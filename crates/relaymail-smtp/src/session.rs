//! SMTP session state machine.
//!
//! [`Session`] is sans-I/O: it consumes stream events (connected, bytes
//! received, TLS result, timer expiry, close) and answers with
//! [`Action`]s for a driver to perform. It never touches a socket, which
//! keeps every transition testable with scripted replies.
//!
//! ## Flow
//!
//! ```text
//! Idle → Connecting → WaitingGreeting → WaitingEhloReply
//!   → [WaitingTlsReply → WaitingEhloReply]
//!   → [auth states → WaitingAuthSuccess]
//!   → WaitingFromReply → WaitingToReply → WaitingEnterMail
//!   → WaitingSendSuccess → WaitingQuitReply → MessageSent
//! ```
//!
//! `Failed` is reachable from every non-terminal state. Once a terminal
//! state is reached the outcome is fixed and later events are ignored.

use std::collections::VecDeque;

use uuid::Uuid;

use crate::auth;
use crate::command::Command;
use crate::config::MailerConfig;
use crate::data;
use crate::error::{Error, Result};
use crate::message::{Envelope, Message};
use crate::parser::ReplyBuffer;
use crate::types::{Address, AuthMechanism, Capabilities, Reply, ReplyCode};

/// Session state.
#[derive(Debug, Clone, Copy, PartialEq, Eq)]
pub enum State {
    /// Created, nothing attempted yet.
    Idle,
    /// Opening the stream.
    Connecting,
    /// Stream open, waiting for the 220 greeting.
    WaitingGreeting,
    /// EHLO (or HELO) sent.
    WaitingEhloReply,
    /// STARTTLS sent, or TLS handshake in progress.
    WaitingTlsReply,
    /// `AUTH CRAM-MD5` / `AUTH DIGEST-MD5` sent, waiting for the challenge.
    WaitingAuthChallenge,
    /// `AUTH LOGIN` sent, waiting for the username prompt.
    WaitingAuthUsernameReply,
    /// Username sent, waiting for the password prompt.
    WaitingAuthPasswordReply,
    /// Credentials sent, waiting for 235.
    WaitingAuthSuccess,
    /// MAIL FROM sent.
    WaitingFromReply,
    /// RCPT TO sent.
    WaitingToReply,
    /// DATA sent, waiting for 354.
    WaitingEnterMail,
    /// Message data sent.
    WaitingSendSuccess,
    /// QUIT sent.
    WaitingQuitReply,
    /// Delivered.
    MessageSent,
    /// Aborted.
    Failed,
}

impl State {
    /// Returns true for `MessageSent` and `Failed`.
    #[must_use]
    pub const fn is_terminal(self) -> bool {
        matches!(self, Self::MessageSent | Self::Failed)
    }
}

/// Work the driver must carry out, in order.
#[derive(Debug, Clone, PartialEq, Eq)]
pub enum Action {
    /// Write these bytes to the stream.
    Send(Vec<u8>),
    /// The dialogue progressed; re-arm the watchdog.
    ResetWatchdog,
    /// Perform a TLS handshake on the open stream, then report back with
    /// [`Session::on_tls_established`] or [`Session::on_tls_failed`].
    UpgradeTls {
        /// Whether the server certificate chain must validate.
        validate_certificate_chain: bool,
    },
    /// The session reached a terminal state: disarm the timers, close the
    /// stream and collect [`Session::take_outcome`].
    Finish,
}

/// One delivery attempt of one [`Message`].
#[derive(Debug)]
pub struct Session<'a> {
    message: &'a Message,
    local_identity: String,
    from: Address,
    recipients: VecDeque<Address>,
    payload: Vec<u8>,
    payload_size: usize,
    state: State,
    buffer: ReplyBuffer,
    capabilities: Capabilities,
    is_secure: bool,
    helo_sent: bool,
    tls_pending: bool,
    mechanism: Option<AuthMechanism>,
    rspauth_acked: bool,
    outbox: Vec<Action>,
    outcome: Option<Result<()>>,
}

> Problem statement
Return the lines of the records that include the string "with".

> Result of the exercise
//! received, TLS result, timer expiry, close) and answers with
//! keeps every transition testable with scripted replies.
    /// Perform a TLS handshake on the open stream, then report back with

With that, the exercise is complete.